IN CHURCHILL’S SPEECH to the House of Commons on 20 August, he

repeated the line he had muttered to Ismay a few days earlier about how

much was owed to ‘the few’, although he was careful to include all those in

Bomber Command. ‘On no part of the Royal Air Force,’ he added, ‘does

the weight of the war fall more heavily than on the daylight bombers.’

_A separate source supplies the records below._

//! HashMap-backed [`RecordStore`] used by tests and examples.

use std::cell::RefCell;
use std::collections::HashMap;

use vellum_error::Result;

use crate::record::{Record, RecordLite, RecordStore, StoreTransaction};
use crate::{ContentOption, DocumentFlags, Sequence};

/// Transaction token for [`MemRecordStore`]. Carries no state; the store
/// applies writes immediately.
#[derive(Debug, Default)]
pub struct MemTransaction;

#[derive(Debug, Clone)]
struct StoredDoc {
    version: Vec<u8>,
    sequence: Sequence,
    flags: DocumentFlags,
    body: Option<Vec<u8>>,
    extra: Option<Vec<u8>>,
}

#[derive(Debug, Default)]
struct MemInner {
    docs: HashMap<Vec<u8>, StoredDoc>,
    by_sequence: HashMap<Sequence, Vec<u8>>,
    last_sequence: Sequence,
}

/// In-memory record store.
///
/// Sequence allocation and stale-write detection behave like the real
/// key-value store: a write with `update_sequence` set is rejected when the
/// caller's sequence no longer matches the stored one.
#[derive(Debug, Default)]
pub struct MemRecordStore {
    inner: RefCell<MemInner>,
}

impl MemRecordStore {
    /// Create an empty store.
    pub fn new() -> Self {
        Self::default()
    }

    /// The highest sequence allocated so far.
    pub fn last_sequence(&self) -> Sequence {
        self.inner.borrow().last_sequence
    }

    /// Remove a document entirely (a purge).
    pub fn purge(&self, doc_id: &[u8]) -> bool {
        let mut inner = self.inner.borrow_mut();
        if let Some(doc) = inner.docs.remove(doc_id) {
            inner.by_sequence.remove(&doc.sequence);
            true
        } else {
            false
        }
    }

    fn record_from(key: &[u8], doc: &StoredDoc, content: ContentOption) -> Record {
        Record {
            key: key.to_vec(),
            version: doc.version.clone(),
            sequence: doc.sequence,
            flags: doc.flags,
            body: if content >= ContentOption::CurrentRevOnly {
                doc.body.clone()
            } else {
                None
            },
            extra: if content >= ContentOption::EntireBody {
                doc.extra.clone()
            } else {
                None
            },
            exists: true,
            content,
        }
    }
}

impl RecordStore for MemRecordStore {
    fn get(&self, doc_id: &[u8], content: ContentOption) -> Result<Record> {
        let inner = self.inner.borrow();
        Ok(match inner.docs.get(doc_id) {
            Some(doc) => Self::record_from(doc_id, doc, content),
            None => Record::not_found(doc_id),
        })
    }

    fn get_by_sequence(&self, sequence: Sequence, content: ContentOption) -> Result<Record> {
        let inner = self.inner.borrow();
        Ok(match inner
            .by_sequence
            .get(&sequence)
            .and_then(|key| inner.docs.get(key).map(|doc| (key, doc)))
        {
            Some((key, doc)) => Self::record_from(key, doc, content),
            None => Record::not_found(Vec::new()),
        })
    }

    fn set(&self, rec: &RecordLite<'_>, _txn: &mut dyn StoreTransaction) -> Result<Option<Sequence>> {
        let mut inner = self.inner.borrow_mut();
        let stored_sequence = inner.docs.get(rec.key).map(|d| d.sequence);

        let sequence = if rec.update_sequence {
            if let Some(stored) = stored_sequence {
                if stored != rec.sequence {
                    return Ok(None); // stale write
                }
                inner.by_sequence.remove(&stored);
            } else if !rec.sequence.is_zero() {
                return Ok(None); // caller thinks the doc exists but it doesn't
            }
            let seq = inner.last_sequence.next();
            inner.last_sequence = seq;
            seq
        } else {
            match stored_sequence {
                Some(stored) if stored == rec.sequence => stored,
                _ => return Ok(None),
            }
        };

        let none_if_empty = |b: &[u8]| {
            if b.is_empty() {
                None
            } else {
                Some(b.to_vec())
            }
        };
        inner.docs.insert(
            rec.key.to_vec(),
            StoredDoc {
                version: rec.version.to_vec(),
                sequence,
                flags: rec.flags,
                body: none_if_empty(rec.body),
                extra: none_if_empty(rec.extra),
            },
        );
        inner.by_sequence.insert(sequence, rec.key.to_vec());
        Ok(Some(sequence))
    }
}

#[cfg(test)]
mod tests {
    use super::*;

    fn lite<'a>(key: &'a [u8], version: &'a [u8], seq: Sequence, update: bool) -> RecordLite<'a> {
        RecordLite {
            key,
            version,
            body: b"body",
            extra: b"",
            sequence: seq,
            update_sequence: update,
            flags: DocumentFlags::empty(),
        }
    }

    #[test]
    fn set_allocates_sequences() {
        let store = MemRecordStore::new();
        let mut txn = MemTransaction;
        let s1 = store
            .set(&lite(b"a", b"1-aa", Sequence::ZERO, true), &mut txn)
            .unwrap()
            .unwrap();
        let s2 = store
            .set(&lite(b"b", b"1-bb", Sequence::ZERO, true), &mut txn)
            .unwrap()
            .unwrap();
        assert_eq!(s1, Sequence::new(1));
        assert_eq!(s2, Sequence::new(2));
        assert_eq!(store.last_sequence(), Sequence::new(2));
    }

    #[test]
    fn stale_write_conflicts() {
        let store = MemRecordStore::new();
        let mut txn = MemTransaction;
        let s1 = store
            .set(&lite(b"a", b"1-aa", Sequence::ZERO, true), &mut txn)
            .unwrap()
            .unwrap();
        // Writer who never saw s1:
        let conflict = store
            .set(&lite(b"a", b"2-cc", Sequence::ZERO, true), &mut txn)
            .unwrap();
        assert!(conflict.is_none());
        // Writer with the current sequence succeeds:
        let s2 = store.set(&lite(b"a", b"2-cc", s1, true), &mut txn).unwrap();
        assert_eq!(s2, Some(Sequence::new(2)));
    }

    #[test]
    fn get_honors_content_option() {
        let store = MemRecordStore::new();
        let mut txn = MemTransaction;
        let rec = RecordLite {
            key: b"a",
            version: b"1-aa",
            body: b"body",
            extra: b"extra",
            sequence: Sequence::ZERO,
            update_sequence: true,
            flags: DocumentFlags::DELETED,
        };
        store.set(&rec, &mut txn).unwrap().unwrap();

        let meta = store.get(b"a", ContentOption::MetaOnly).unwrap();
        assert!(meta.exists);
        assert!(meta.body.is_none() && meta.extra.is_none());
        assert_eq!(meta.flags, DocumentFlags::DELETED);

        let cur = store.get(b"a", ContentOption::CurrentRevOnly).unwrap();
        assert_eq!(cur.body.as_deref(), Some(&b"body"[..]));
        assert!(cur.extra.is_none());

        let full = store.get(b"a", ContentOption::EntireBody).unwrap();
        assert_eq!(full.extra.as_deref(), Some(&b"extra"[..]));
    }

    #[test]
    fn get_by_sequence_tracks_resaves() {
        let store = MemRecordStore::new();
        let mut txn = MemTransaction;
        let s1 = store
            .set(&lite(b"a", b"1-aa", Sequence::ZERO, true), &mut txn)
            .unwrap()
            .unwrap();
        assert!(store
            .get_by_sequence(s1, ContentOption::EntireBody)
            .unwrap()
            .exists);
        let s2 = store
            .set(&lite(b"a", b"2-bb", s1, true), &mut txn)
            .unwrap()
            .unwrap();
        // The old sequence no longer resolves.
        assert!(!store
            .get_by_sequence(s1, ContentOption::EntireBody)
            .unwrap()
            .exists);
        assert!(store
            .get_by_sequence(s2, ContentOption::EntireBody)
            .unwrap()
            .exists);
    }

    #[test]
    fn purge_removes_both_indexes() {
        let store = MemRecordStore::new();
        let mut txn = MemTransaction;
        let s1 = store
            .set(&lite(b"a", b"1-aa", Sequence::ZERO, true), &mut txn)
            .unwrap()
            .unwrap();
        assert!(store.purge(b"a"));
        assert!(!store.get(b"a", ContentOption::MetaOnly).unwrap().exists);
        assert!(!store
            .get_by_sequence(s1, ContentOption::MetaOnly)
            .unwrap()
            .exists);
        assert!(!store.purge(b"a"));
    }
}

Certainly their losses were proportionally the highest, as Arthur Hughes

was uncomfortably aware. Since 10 May, Bomber Command alone had lost

693 aircraft, and that included 191 since the fall of France. Just in August,

235 men had been lost, 150 of whom had been killed, with the rest either

wounded or now POWs. The Prime Minister also pointed out that the

current battle against Germany was different from the 1914–18 war in other

ways. ‘The whole of the warring nations are engaged,’ he said, ‘not only

soldiers, but the entire population, men, women and children. The fronts are

everywhere. The trenches are dug in the towns and streets. Every village is

fortified. Every road is barred. The front line runs through the factories. The

workmen are soldiers with different weapons but the same courage.’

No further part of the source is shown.